**Directions for this task**
Check every line below for the string "limit". Copy the ones that have it.
═══ Records supplied ═══
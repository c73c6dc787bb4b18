//! Structural predicates and the query description handed to a
//! [`Repository`](crate::store::Repository).
//!
//! A [`Query`] is plain data: the repository decides how to execute it. The
//! gateway only ever builds conjunctions of predicates (see
//! [`crate::filter`]); [`Predicate::Any`] exists for raw filters that need a
//! local disjunction inside a single field.

use crate::model::FieldPath;
use serde::{Deserialize, Serialize};
use serde_json::Value;
use std::fmt;

#[derive(Debug, Clone, Copy, PartialEq, Eq)]
pub enum Comparison {
    Eq,
    Neq,
    Gt,
    Gte,
    Lt,
    Lte,
}

#[derive(Debug, Clone, PartialEq)]
pub enum Predicate {
    Compare {
        path: FieldPath,
        op: Comparison,
        value: Value,
    },
    In {
        path: FieldPath,
        values: Vec<Value>,
        negated: bool,
    },
    /// SQL-style pattern: `%` matches any run, `_` one character;
    /// case-insensitive.
    Like { path: FieldPath, pattern: String },
    Between {
        path: FieldPath,
        low: Value,
        high: Value,
    },
    /// At least one related record satisfies the inner predicate.
    Related {
        relation: String,
        predicate: Box<Predicate>,
    },
    All(Vec<Predicate>),
    Any(Vec<Predicate>),
}

impl Predicate {
    pub fn compare(path: impl AsRef<str>, op: Comparison, value: impl Into<Value>) -> Self {
        Predicate::Compare {
            path: FieldPath::parse(path.as_ref()),
            op,
            value: value.into(),
        }
    }

    pub fn eq(path: impl AsRef<str>, value: impl Into<Value>) -> Self {
        Self::compare(path, Comparison::Eq, value)
    }

    pub fn like(path: impl AsRef<str>, pattern: impl Into<String>) -> Self {
        Predicate::Like {
            path: FieldPath::parse(path.as_ref()),
            pattern: pattern.into(),
        }
    }

    pub fn one_of(path: impl AsRef<str>, values: Vec<Value>) -> Self {
        Predicate::In {
            path: FieldPath::parse(path.as_ref()),
            values,
            negated: false,
        }
    }

    pub fn related(relation: impl Into<String>, predicate: Predicate) -> Self {
        Predicate::Related {
            relation: relation.into(),
            predicate: Box::new(predicate),
        }
    }

    /// Rewrites a dotted path into nested [`Predicate::Related`] wrappers so
    /// that executors only deal with local columns at the leaves.
    pub fn scoped(path: &FieldPath, leaf: impl FnOnce(FieldPath) -> Predicate) -> Self {
        let mut predicate = leaf(FieldPath::column(path.column.clone()));
        for relation in path.relations.iter().rev() {
            predicate = Predicate::related(relation.clone(), predicate);
        }
        predicate
    }
}

#[derive(Debug, Clone, Copy, PartialEq, Eq, Hash, Serialize, Deserialize)]
#[serde(rename_all = "lowercase")]
pub enum Direction {
    Asc,
    Desc,
}

impl Direction {
    pub fn as_str(self) -> &'static str {
        match self {
            Direction::Asc => "asc",
            Direction::Desc => "desc",
        }
    }
}

impl fmt::Display for Direction {
    fn fmt(&self, f: &mut fmt::Formatter<'_>) -> fmt::Result {
        f.write_str(self.as_str())
    }
}

#[derive(Debug, Clone, PartialEq, Eq)]
pub struct OrderBy {
    pub column: String,
    pub direction: Direction,
}

/// Which slice of the ordered result set to return.
#[derive(Debug, Clone, PartialEq, Default)]
pub enum Window {
    #[default]
    All,
    Offset { offset: usize, limit: usize },
    /// Keyset window: rows strictly after `keys` in query order, where `keys`
    /// holds one value per [`OrderBy`] column. `None` starts at the beginning.
    After {
        keys: Option<Vec<Value>>,
        limit: usize,
    },
}

#[derive(Debug, Clone, PartialEq)]
pub struct Query {
    pub entity: String,
    pub predicates: Vec<Predicate>,
    pub order: Vec<OrderBy>,
    pub window: Window,
    pub with: Vec<String>,
    pub with_count: Vec<String>,
    pub with_trashed: bool,
}

impl Query {
    pub fn new(entity: impl Into<String>) -> Self {
        Self {
            entity: entity.into(),
            predicates: Vec::new(),
            order: Vec::new(),
            window: Window::All,
            with: Vec::new(),
            with_count: Vec::new(),
            with_trashed: false,
        }
    }

    pub fn filter(mut self, predicate: Predicate) -> Self {
        self.predicates.push(predicate);
        self
    }

    pub fn filters(mut self, predicates: impl IntoIterator<Item = Predicate>) -> Self {
        self.predicates.extend(predicates);
        self
    }

    pub fn where_related(self, relation: impl Into<String>, predicate: Predicate) -> Self {
        self.filter(Predicate::related(relation, predicate))
    }

    pub fn order_by(mut self, column: impl Into<String>, direction: Direction) -> Self {
        self.order.push(OrderBy {
            column: column.into(),
            direction,
        });
        self
    }

    pub fn window(mut self, window: Window) -> Self {
        self.window = window;
        self
    }

    pub fn limit(self, limit: usize) -> Self {
        self.window(Window::Offset { offset: 0, limit })
    }

    pub fn with_related<I, S>(mut self, paths: I) -> Self
    where
        I: IntoIterator<Item = S>,
        S: Into<String>,
    {
        self.with.extend(paths.into_iter().map(Into::into));
        self
    }

    pub fn with_count<I, S>(mut self, relations: I) -> Self
    where
        I: IntoIterator<Item = S>,
        S: Into<String>,
    {
        self.with_count.extend(relations.into_iter().map(Into::into));
        self
    }

    pub fn with_trashed(mut self) -> Self {
        self.with_trashed = true;
        self
    }
}

#[cfg(test)]
mod tests {
    use super::*;
    use serde_json::json;

    #[test]
    fn scoped_wraps_each_relation_segment() {
        let path = FieldPath::parse("post.author.name");
        let predicate = Predicate::scoped(&path, |leaf| Predicate::Like {
            path: leaf,
            pattern: "%ada%".into(),
        });

        let Predicate::Related { relation, predicate } = predicate else {
            panic!("expected outer related predicate");
        };
        assert_eq!(relation, "post");
        let Predicate::Related { relation, predicate } = *predicate else {
            panic!("expected inner related predicate");
        };
        assert_eq!(relation, "author");
        assert_eq!(
            *predicate,
            Predicate::Like {
                path: FieldPath::column("name"),
                pattern: "%ada%".into()
            }
        );
    }

    #[test]
    fn scoped_local_path_is_untouched() {
        let path = FieldPath::parse("status");
        let predicate = Predicate::scoped(&path, |leaf| Predicate::Compare {
            path: leaf,
            op: Comparison::Eq,
            value: json!("draft"),
        });
        assert_eq!(predicate, Predicate::eq("status", "draft"));
    }

    #[test]
    fn builder_accumulates() {
        let query = Query::new("posts")
            .filter(Predicate::eq("status", "draft"))
            .where_related("tags", Predicate::eq("slug", "rust"))
            .order_by("created_at", Direction::Desc)
            .with_related(["author"])
            .with_count(["comments"])
            .limit(5);

        assert_eq!(query.predicates.len(), 2);
        assert_eq!(query.order[0].direction, Direction::Desc);
        assert_eq!(query.window, Window::Offset { offset: 0, limit: 5 });
        assert_eq!(query.with, vec!["author"]);
        assert_eq!(query.with_count, vec!["comments"]);
        assert!(!query.with_trashed);
    }
}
═══
**Exercise response**
    Offset { offset: usize, limit: usize },
        limit: usize,
    pub fn limit(self, limit: usize) -> Self {
        self.window(Window::Offset { offset: 0, limit })
            .limit(5);
        assert_eq!(query.window, Window::Offset { offset: 0, limit: 5 });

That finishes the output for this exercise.